From what I understand it drives collectors of vintage medical equipment crazy. :D
 
Cool knife. So how exactly is it better than an ordinary pocket knife? I'm having trouble seeing what it can do that any pocket knife with a good point and modest belly can't already do.

I just tried scraping the ink off a notepad with my big Benchmade Rukus, and it worked pretty well. The ink is completely gone and the paper is still intact.

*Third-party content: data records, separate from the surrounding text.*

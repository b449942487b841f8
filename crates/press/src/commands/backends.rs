//! `press backends` command implementation.

use clap::Args;
use press_document::{OutputFormat, Pipeline};

use super::ConfigArgs;
use crate::error::CliError;
use crate::output::Output;

/// Arguments for the backends command.
#[derive(Args)]
pub(crate) struct BackendsArgs {
    #[command(flatten)]
    config: ConfigArgs,
}

impl BackendsArgs {
    pub(crate) fn execute(self) -> Result<(), CliError> {
        let output = Output::new();
        let config = self.config.load(None, None)?;
        let pipeline = Pipeline::from_config(&config);

        output.highlight("Capabilities");
        for (name, enabled) in pipeline.capabilities().flags() {
            output.flag(name, enabled);
        }

        output.highlight("Backends (in priority order)");
        for format in OutputFormat::ALL {
            let backends = pipeline.available(format);
            if backends.is_empty() {
                output.warning(&format!("  {format}: none"));
            } else {
                output.info(&format!("  {format}: {}", backends.join(" -> ")));
            }
        }
        Ok(())
    }
}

But that was on writing done with a ballpoint pen. Didn't people back in the day use fountain pens? I'd think that ink would soak in and be difficult to impossible to "erase."
 
Cool knife. So how exactly is it better than an ordinary pocket knife? I'm having trouble seeing what it can do that any pocket knife with a good point and modest belly can't already do.

I just tried scraping the ink off a notepad with my big Benchmade Rukus, and it worked pretty well. The ink is completely gone and the paper is still intact.

But that was on writing done with a ballpoint pen. Didn't people back in the day use fountain pens? I'd think that ink would soak in and be difficult to impossible to "erase."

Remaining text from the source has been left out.